I don't typically read books twice, but I have a feeling that this book will be one that I bring out several times in the future.
Rating 3.5 Stars
You are now together with Christ...yet apart. There are those who seem to project that they are completely satisfied in their relationships with God. They seem to ecstatically enjoy God's presence in full and give you the impression this is what a relationship with God should and must look like. And then there are those of us who very much feel apart. We drink from the cup. We believe He is real; we believe He is coming for us... but sometimes we doubt. Sometimes we don't feel anything toward Him. Does He really love us? Given how unfaithful we can be in the waiting, we wonder if it's even possible. This "apartness" is what, as spiritual misfits, I believe you and I can sense. When we feel something is missing, we're right. When we yearn for more and feel frustrated, we are justified. When we see others seemingly satisfied with the fullness of their relationship with God, telling us we should feel the same, we may rightly feel; guarded.
If you do not know who Brant Hansen is, he is one of the DJ's of K-love radio. A national syndicated Christian radio station. They are supported by their listeners with a encouraging word and music. Something I did not know is that Hansen is a introvert with Asperger's syndrome. Another words, he struggles his emotions. He does not have them. I found him very black and white and extremely funny. And I appreciate his struggle.
This is not a theological text but more of his personal experience and how his faithfulness in a God that loves with compassion, with faithfulness, mercy, and justice. It is not a love based on emotion but how well we love others and how well we love others, we love Him.
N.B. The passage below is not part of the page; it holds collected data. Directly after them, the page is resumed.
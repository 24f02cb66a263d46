pub mod api_utils;
pub mod clipboard;
pub mod components;
pub mod config;
pub mod icons;
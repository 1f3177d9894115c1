#![cfg(unix)]

mod support;

use std::time::{Duration, Instant};

use support::FakeGenerator;
use ttc_jit::{Arch, Compiler, Handler, OptionValue, TransposeParam, TtcError};

fn request() -> TransposeParam {
    TransposeParam::new(&[0, 2, 1], &[16, 8, 4])
}

#[test]
fn failing_generator_is_an_external_process_failure() {
    let generator = FakeGenerator::new("exit-code", "echo 'bad blocking' >&2\nexit 3");
    let handler = Handler::with_config(generator.config());
    let err = handler.create_or_reuse_plan(&request()).expect_err("generator fails");
    match &err {
        TtcError::ExternalProcessFailure(message) => {
            assert!(message.contains("bad blocking"), "{message}")
        }
        other => panic!("unexpected error {other}"),
    }
    assert_eq!(handler.plan_count(), 0);
    assert_eq!(generator.invocations(), ["--size=16,8,4 --perm=0,2,1"]);
}

#[test]
fn failure_is_not_cached() {
    let generator = FakeGenerator::new("retry", "exit 1");
    let handler = Handler::with_config(generator.config());
    for _ in 0..2 {
        assert!(handler.create_or_reuse_plan(&request()).is_err());
    }
    assert_eq!(generator.invocations().len(), 2);
    assert_eq!(handler.plan_count(), 0);
}

#[test]
fn missing_hand_off_line_is_a_protocol_violation() {
    let generator = FakeGenerator::printing("silent", "[ttc] nothing to report");
    let handler = Handler::with_config(generator.config());
    let err = handler.create_or_reuse_plan(&request()).expect_err("no header");
    assert!(matches!(err, TtcError::ProtocolViolation(_)), "{err}");
}

#[test]
fn non_identifier_header_is_a_protocol_violation() {
    let generator = FakeGenerator::printing("bad-name", "#include \"../escape.h\"");
    let handler = Handler::with_config(generator.config());
    let err = handler.create_or_reuse_plan(&request()).expect_err("bad header");
    assert!(matches!(err, TtcError::ProtocolViolation(_)), "{err}");
}

#[test]
fn unbuildable_header_fails_in_the_build_step() {
    let generator = FakeGenerator::printing("no-kernel", "#include \"ghost_kernel.h\"");
    let mut config = generator.config();
    config.build_timeout = Some(Duration::from_secs(60));
    let handler = Handler::with_config(config);
    handler.set_option(OptionValue::Compiler(Compiler::Gxx));
    let err = handler.create_or_reuse_plan(&request()).expect_err("header missing");
    assert!(matches!(err, TtcError::ExternalProcessFailure(_)), "{err}");
    assert!(generator.work_dir().join("ghost_kernel.cpp").exists());
}

#[test]
fn unreachable_generator_is_an_external_process_failure() {
    let generator = FakeGenerator::new("unused", "exit 0");
    let config = generator.config().with_generator("/nonexistent/ttc");
    let handler = Handler::with_config(config);
    let err = handler.create_or_reuse_plan(&request()).expect_err("cannot spawn");
    assert!(matches!(err, TtcError::ExternalProcessFailure(_)), "{err}");
}

#[test]
fn slow_generator_is_killed_after_the_timeout() {
    let generator = FakeGenerator::new("slow", "exec sleep 10");
    let mut config = generator.config();
    config.generator_timeout = Some(Duration::from_millis(200));
    let handler = Handler::with_config(config);
    let started = Instant::now();
    let err = handler.create_or_reuse_plan(&request()).expect_err("timeout");
    assert!(matches!(err, TtcError::ExternalProcessFailure(_)), "{err}");
    assert!(started.elapsed() < Duration::from_secs(8));
}

#[test]
fn unsupported_targets_never_spawn_the_generator() {
    let generator = FakeGenerator::new("rejections", "exit 0");
    let cases = [
        OptionValue::Compiler(Compiler::Ibm),
        OptionValue::Arch(Arch::Power),
        OptionValue::Arch(Arch::Cuda),
    ];
    for option in cases {
        let handler = Handler::with_config(generator.config());
        handler.set_option(option.clone());
        let err = handler.create_or_reuse_plan(&request()).expect_err("rejected");
        assert!(matches!(err, TtcError::UnsupportedConfiguration(_)), "{option:?}: {err}");
    }
    assert!(generator.invocations().is_empty());
}

#[test]
fn options_reach_the_generator_command_line() {
    let generator = FakeGenerator::new("flags", "exit 2");
    let handler = Handler::with_config(generator.config());
    handler.set_option(OptionValue::NumThreads(4));
    handler.set_option(OptionValue::Arch(Arch::Avx));
    let param = request().with_beta(0.5).with_loop_perm(&[2, 1, 0]);
    assert!(handler.create_or_reuse_plan(&param).is_err());
    assert_eq!(
        generator.invocations(),
        ["--numThreads=4 --architecture=avx --size=16,8,4 --perm=0,2,1 --loopPerm=2,1,0 --beta=0.500000"]
    );
}
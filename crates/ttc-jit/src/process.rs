use std::io::Read;
use std::process::{Child, Command, ExitStatus, Stdio};
use std::thread::{self, JoinHandle};
use std::time::{Duration, Instant};

use crate::error::{TtcError, TtcResult};

const POLL_INTERVAL: Duration = Duration::from_millis(10);

/// Captured result of a finished child.
#[derive(Debug)]
pub(crate) struct ProcessOutput {
    pub status: ExitStatus,
    pub stdout: Vec<u8>,
    pub stderr: Vec<u8>,
}

impl ProcessOutput {
    pub fn stdout_lossy(&self) -> String {
        String::from_utf8_lossy(&self.stdout).trim().to_string()
    }

    pub fn stderr_lossy(&self) -> String {
        String::from_utf8_lossy(&self.stderr).trim().to_string()
    }
}

/// Runs `command` to completion with both output pipes drained on threads.
///
/// Fails when the program cannot be started or `timeout` expires. A nonzero
/// exit is returned as a normal output; callers decide what it means.
pub(crate) fn run(
    mut command: Command,
    label: &str,
    timeout: Option<Duration>,
) -> TtcResult<ProcessOutput> {
    command
        .stdin(Stdio::null())
        .stdout(Stdio::piped())
        .stderr(Stdio::piped());
    let mut child = command
        .spawn()
        .map_err(|err| TtcError::process(format!("failed to run {label}: {err}")))?;

    let stdout = drain(&mut child, Stream::Stdout, label)?;
    let stderr = drain(&mut child, Stream::Stderr, label)?;

    let status = match wait(&mut child, timeout) {
        Ok(Some(status)) => status,
        Ok(None) => {
            let _ = child.kill();
            let _ = child.wait();
            // Grandchildren may still hold the pipes open; the readers are
            // left to finish on their own.
            drop((stdout, stderr));
            let limit = timeout.unwrap_or_default();
            return Err(TtcError::process(format!(
                "{label} timed out after {} ms",
                limit.as_millis()
            )));
        }
        Err(err) => {
            let _ = child.kill();
            let _ = child.wait();
            return Err(TtcError::process(format!("failed to wait for {label}: {err}")));
        }
    };

    Ok(ProcessOutput {
        status,
        stdout: join(stdout, label)?,
        stderr: join(stderr, label)?,
    })
}

/// Standard `status/stdout/stderr` failure message for a nonzero exit.
pub(crate) fn failure_message(label: &str, output: &ProcessOutput) -> String {
    format!(
        "{label} failed (status={}): stdout='{}' stderr='{}'",
        output.status,
        output.stdout_lossy(),
        output.stderr_lossy()
    )
}

enum Stream {
    Stdout,
    Stderr,
}

type Reader = Option<JoinHandle<std::io::Result<Vec<u8>>>>;

fn drain(child: &mut Child, stream: Stream, label: &str) -> TtcResult<Reader> {
    let source: Option<Box<dyn Read + Send>> = match stream {
        Stream::Stdout => child.stdout.take().map(|pipe| Box::new(pipe) as Box<dyn Read + Send>),
        Stream::Stderr => child.stderr.take().map(|pipe| Box::new(pipe) as Box<dyn Read + Send>),
    };
    let Some(mut source) = source else {
        return Ok(None);
    };
    let handle = thread::Builder::new()
        .name(format!("{label}-pipe"))
        .spawn(move || {
            let mut buffer = Vec::new();
            source.read_to_end(&mut buffer)?;
            Ok(buffer)
        })
        .map_err(|err| {
            let _ = child.kill();
            let _ = child.wait();
            TtcError::resource(format!("starting the {label} pipe reader"), err)
        })?;
    Ok(Some(handle))
}

fn join(reader: Reader, label: &str) -> TtcResult<Vec<u8>> {
    let Some(handle) = reader else {
        return Ok(Vec::new());
    };
    match handle.join() {
        Ok(Ok(bytes)) => Ok(bytes),
        Ok(Err(err)) => Err(TtcError::resource(format!("reading {label} output"), err)),
        Err(_) => Err(TtcError::process(format!("{label} pipe reader panicked"))),
    }
}

fn wait(child: &mut Child, timeout: Option<Duration>) -> std::io::Result<Option<ExitStatus>> {
    let Some(limit) = timeout else {
        return child.wait().map(Some);
    };
    let started = Instant::now();
    loop {
        if let Some(status) = child.try_wait()? {
            return Ok(Some(status));
        }
        if started.elapsed() >= limit {
            return Ok(None);
        }
        thread::sleep(POLL_INTERVAL);
    }
}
I empathize with his struggle so I have a strong appreciation for our feelings vs. our faithfulness. They are two separate things. We may not feel like being obedient but in obedience to who God is our faithfulness is what he desires. It is by faithfulness that we are pleasing to him. It is by faithfulness we love others well. Our faithfulness starts by knowing him well in his word and thru community of other believers. Hansen shares all this in his text and reminds us of what really matters. And along the way, he shares a part of his life with humor and maybe we are all not that different.
A Special Thank You to Thomas Nelson Publishing and Netgalley for the ARC and the opportunity to post an honest review.